Because of the long build up, the 'payoff' scene seemed abrupt. If I WAS reading one handed ( which I'm not right now), I'd be left hanging. I hate that sinking feeling of reading a great story thast arouses, then having to go hunting again.

I agree generally with Rf's point on description, but too much is not a good thing either. There is a thread on the Author's Hangout discussing the use of description. It would be worth reviewing.

I also found too many compound sentences, and a few run on sentences. I think the pace of the story, and the readability , would improve if you used simpler sentence structure.

A score over 4 is a really good score. as was already said, votes are fickle and unpredictable. Some vote on 'heat'; others on style; some will vote low if the object to the subject matter. Since fetish is a broad category, you might just have had some food sex or panty sniffing affecionados who were disappointed by a spanking story.

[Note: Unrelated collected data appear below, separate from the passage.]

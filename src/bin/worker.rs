//! Shard worker binary

use clap::{Parser, Subcommand};
use shardbank::{common::Config, WorkerNode};
use std::path::PathBuf;
use tracing_subscriber::{layer::SubscriberExt, util::SubscriberInitExt};

#[derive(Parser)]
#[command(name = "shardbank-worker")]
#[command(about = "shardbank reference shard worker with an in-memory ledger")]
struct Cli {
    #[command(subcommand)]
    command: Commands,
}

#[derive(Subcommand)]
enum Commands {
    /// Start the worker and register with the coordinator
    Serve {
        /// Worker id announced during registration
        #[arg(long)]
        id: Option<String>,

        /// Coordinator address to dial
        #[arg(long)]
        coordinator: Option<String>,

        /// JSON snapshot path for the ledger
        #[arg(long)]
        data: Option<PathBuf>,
    },
}

#[tokio::main]
async fn main() -> anyhow::Result<()> {
    tracing_subscriber::registry()
        .with(
            tracing_subscriber::EnvFilter::try_from_default_env().unwrap_or_else(|_| "info".into()),
        )
        .with(tracing_subscriber::fmt::layer())
        .init();

    let cli = Cli::parse();

    match cli.command {
        Commands::Serve {
            id,
            coordinator,
            data,
        } => {
            let mut config = Config::load().worker;
            if id.is_some() {
                config.worker_id = id;
            }
            if let Some(coordinator) = coordinator {
                config.coordinator_addr = coordinator;
            }
            if data.is_some() {
                config.data_path = data;
            }

            let worker = WorkerNode::new(config);
            worker.serve().await?;
        }
    }

    Ok(())
}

You don't say how many votes you had. 3 times 4 plus a five gives 4.3. A single"1' by a disappointed reader would nhave dropped you below 4. Do not put too much stock in votes. Several threads on several forums detail stories of voting wars. Write for yourself, and the readers who enjoy your stories.
 
Thanks, all...

Thank you all for the critiques. I do appreciate the time and effort.

I write for my own amusement, so the voting scores don't really bother me. It just made me curious.

I'm working on more stories, and I'll remember what you've said.